All of the entries are to be returned word for word.

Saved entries
================

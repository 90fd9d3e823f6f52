//! Grep tool: regex search over workspace files.

use std::path::{Path, PathBuf};

use async_trait::async_trait;
use regex::Regex;
use serde::Deserialize;
use serde_json::{json, Value};

use crate::tools::registry::{parse_params, Tool, ToolContext, ToolResult};

const MAX_RESULTS: usize = 200;
const MAX_FILE_BYTES: u64 = 2 * 1024 * 1024;
const SKIP_DIRS: [&str; 3] = [".git", "node_modules", ".elisa"];

pub struct GrepTool;

#[derive(Deserialize)]
struct Params {
    pattern: String,
    #[serde(default)]
    path: Option<String>,
}

#[async_trait]
impl Tool for GrepTool {
    fn name(&self) -> &str {
        "Grep"
    }

    fn description(&self) -> &str {
        "Search workspace files for a regex pattern. Returns path:line matches."
    }

    fn parameters_schema(&self) -> Value {
        json!({
            "type": "object",
            "properties": {
                "pattern": {
                    "type": "string",
                    "description": "Regular expression to search for"
                },
                "path": {
                    "type": "string",
                    "description": "Subdirectory to search (default: whole workspace)"
                }
            },
            "required": ["pattern"],
            "additionalProperties": false
        })
    }

    async fn execute(&self, params: Value, ctx: &ToolContext) -> ToolResult {
        let params = match parse_params::<Params>(params) {
            Ok(p) => p,
            Err(e) => return e,
        };

        let regex = match Regex::new(&params.pattern) {
            Ok(r) => r,
            Err(e) => return ToolResult::error(format!("Invalid regex: {}", e)),
        };

        let root = match ctx.resolve(params.path.as_deref().unwrap_or(".")) {
            Ok(p) => p,
            Err(e) => return e,
        };

        let workspace_root = ctx
            .workspace_root
            .canonicalize()
            .unwrap_or_else(|_| ctx.workspace_root.clone());

        let mut files = Vec::new();
        collect_files(&root, &mut files);
        files.sort();

        let mut matches = Vec::new();
        'outer: for file in files {
            if std::fs::metadata(&file).map(|m| m.len() > MAX_FILE_BYTES).unwrap_or(true) {
                continue;
            }
            let Ok(content) = std::fs::read_to_string(&file) else {
                continue;
            };
            let rel = file
                .strip_prefix(&workspace_root)
                .unwrap_or(&file)
                .display()
                .to_string();
            for (number, line) in content.lines().enumerate() {
                if regex.is_match(line) {
                    matches.push(format!("{}:{}: {}", rel, number + 1, line.trim_end()));
                    if matches.len() >= MAX_RESULTS {
                        break 'outer;
                    }
                }
            }
        }

        ToolResult::success(json!({ "matches": matches, "count": matches.len() }))
    }
}

fn collect_files(dir: &Path, out: &mut Vec<PathBuf>) {
    let entries = match std::fs::read_dir(dir) {
        Ok(entries) => entries,
        Err(_) => return,
    };
    for entry in entries.flatten() {
        let path = entry.path();
        let name = entry.file_name().to_string_lossy().into_owned();
        if SKIP_DIRS.iter().any(|skip| name.starts_with(skip)) {
            continue;
        }
        if path.is_dir() {
            collect_files(&path, out);
        } else {
            out.push(path);
        }
    }
}

#[cfg(test)]
mod tests {
    use super::*;
    use tempfile::tempdir;

    #[tokio::test]
    async fn finds_matches_with_line_numbers() {
        let tmp = tempdir().unwrap();
        std::fs::create_dir_all(tmp.path().join("src")).unwrap();
        std::fs::write(tmp.path().join("src/a.py"), "x = 1\ncounter = 2\n").unwrap();
        let ctx = ToolContext::new(tmp.path());

        let result = GrepTool
            .execute(json!({"pattern": "counter"}), &ctx)
            .await;
        assert!(!result.is_error);
        let parsed: Value = serde_json::from_str(&result.output).unwrap();
        assert_eq!(parsed["count"], 1);
        assert!(parsed["matches"][0]
            .as_str()
            .unwrap()
            .contains("src/a.py:2"));
    }

    #[tokio::test]
    async fn skips_metadata_directories() {
        let tmp = tempdir().unwrap();
        std::fs::create_dir_all(tmp.path().join(".elisa/comms")).unwrap();
        std::fs::write(tmp.path().join(".elisa/comms/x.md"), "needle").unwrap();
        let ctx = ToolContext::new(tmp.path());

        let result = GrepTool.execute(json!({"pattern": "needle"}), &ctx).await;
        let parsed: Value = serde_json::from_str(&result.output).unwrap();
        assert_eq!(parsed["count"], 0);
    }
}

================

WRITTEN REPLY
repository 90fd9d3e823f6f52
//! Grep tool: regex search over workspace files.

use std::path::{Path, PathBuf};

use async_trait::async_trait;
use regex::Regex;
use serde::Deserialize;
use serde_json::{json, Value};

use crate::tools::registry::{parse_params, Tool, ToolContext, ToolResult};

const MAX_RESULTS: usize = 200;
const MAX_FILE_BYTES: u64 = 2 * 1024 * 1024;
const SKIP_DIRS: [&str; 3] = [".git", "node_modules", ".elisa"];

pub struct GrepTool;

#[derive(Deserialize)]
struct Params {
    pattern: String,
    #[serde(default)]
    path: Option<String>,
}

#[async_trait]
impl Tool for GrepTool {
    fn name(&self) -> &str {
        "Grep"
    }

    fn description(&self) -> &str {
        "Search workspace files for a regex pattern. Returns path:line matches."
    }

    fn parameters_schema(&self) -> Value {
        json!({
            "type": "object",
            "properties": {
                "pattern": {
                    "type": "string",
                    "description": "Regular expression to search for"
                },
                "path": {
                    "type": "string",
                    "description": "Subdirectory to search (default: whole workspace)"
                }
            },
            "required": ["pattern"],
            "additionalProperties": false
        })
    }

    async fn execute(&self, params: Value, ctx: &ToolContext) -> ToolResult {
        let params = match parse_params::<Params>(params) {
            Ok(p) => p,
            Err(e) => return e,
        };

        let regex = match Regex::new(&params.pattern) {
            Ok(r) => r,
            Err(e) => return ToolResult::error(format!("Invalid regex: {}", e)),
        };

        let root = match ctx.resolve(params.path.as_deref().unwrap_or(".")) {
            Ok(p) => p,
            Err(e) => return e,
        };

        let workspace_root = ctx
            .workspace_root
            .canonicalize()
            .unwrap_or_else(|_| ctx.workspace_root.clone());

        let mut files = Vec::new();
        collect_files(&root, &mut files);
        files.sort();

        let mut matches = Vec::new();
        'outer: for file in files {
            if std::fs::metadata(&file).map(|m| m.len() > MAX_FILE_BYTES).unwrap_or(true) {
                continue;
            }
            let Ok(content) = std::fs::read_to_string(&file) else {
                continue;
            };
            let rel = file
                .strip_prefix(&workspace_root)
                .unwrap_or(&file)
                .display()
                .to_string();
            for (number, line) in content.lines().enumerate() {
                if regex.is_match(line) {
                    matches.push(format!("{}:{}: {}", rel, number + 1, line.trim_end()));
                    if matches.len() >= MAX_RESULTS {
                        break 'outer;
                    }
                }
            }
        }

        ToolResult::success(json!({ "matches": matches, "count": matches.len() }))
    }
}

fn collect_files(dir: &Path, out: &mut Vec<PathBuf>) {
    let entries = match std::fs::read_dir(dir) {
        Ok(entries) => entries,
        Err(_) => return,
    };
    for entry in entries.flatten() {
        let path = entry.path();
        let name = entry.file_name().to_string_lossy().into_owned();
        if SKIP_DIRS.iter().any(|skip| name.starts_with(skip)) {
            continue;
        }
        if path.is_dir() {
            collect_files(&path, out);
        } else {
            out.push(path);
        }
    }
}

#[cfg(test)]
mod tests {
    use super::*;
    use tempfile::tempdir;

    #[tokio::test]
    async fn finds_matches_with_line_numbers() {
        let tmp = tempdir().unwrap();
        std::fs::create_dir_all(tmp.path().join("src")).unwrap();
        std::fs::write(tmp.path().join("src/a.py"), "x = 1\ncounter = 2\n").unwrap();
        let ctx = ToolContext::new(tmp.path());

        let result = GrepTool
            .execute(json!({"pattern": "counter"}), &ctx)
            .await;
        assert!(!result.is_error);
        let parsed: Value = serde_json::from_str(&result.output).unwrap();
        assert_eq!(parsed["count"], 1);
        assert!(parsed["matches"][0]
            .as_str()
            .unwrap()
            .contains("src/a.py:2"));
    }

    #[tokio::test]
    async fn skips_metadata_directories() {
        let tmp = tempdir().unwrap();
        std::fs::create_dir_all(tmp.path().join(".elisa/comms")).unwrap();
        std::fs::write(tmp.path().join(".elisa/comms/x.md"), "needle").unwrap();
        let ctx = ToolContext::new(tmp.path());

        let result = GrepTool.execute(json!({"pattern": "needle"}), &ctx).await;
        let parsed: Value = serde_json::from_str(&result.output).unwrap();
        assert_eq!(parsed["count"], 0);
    }
}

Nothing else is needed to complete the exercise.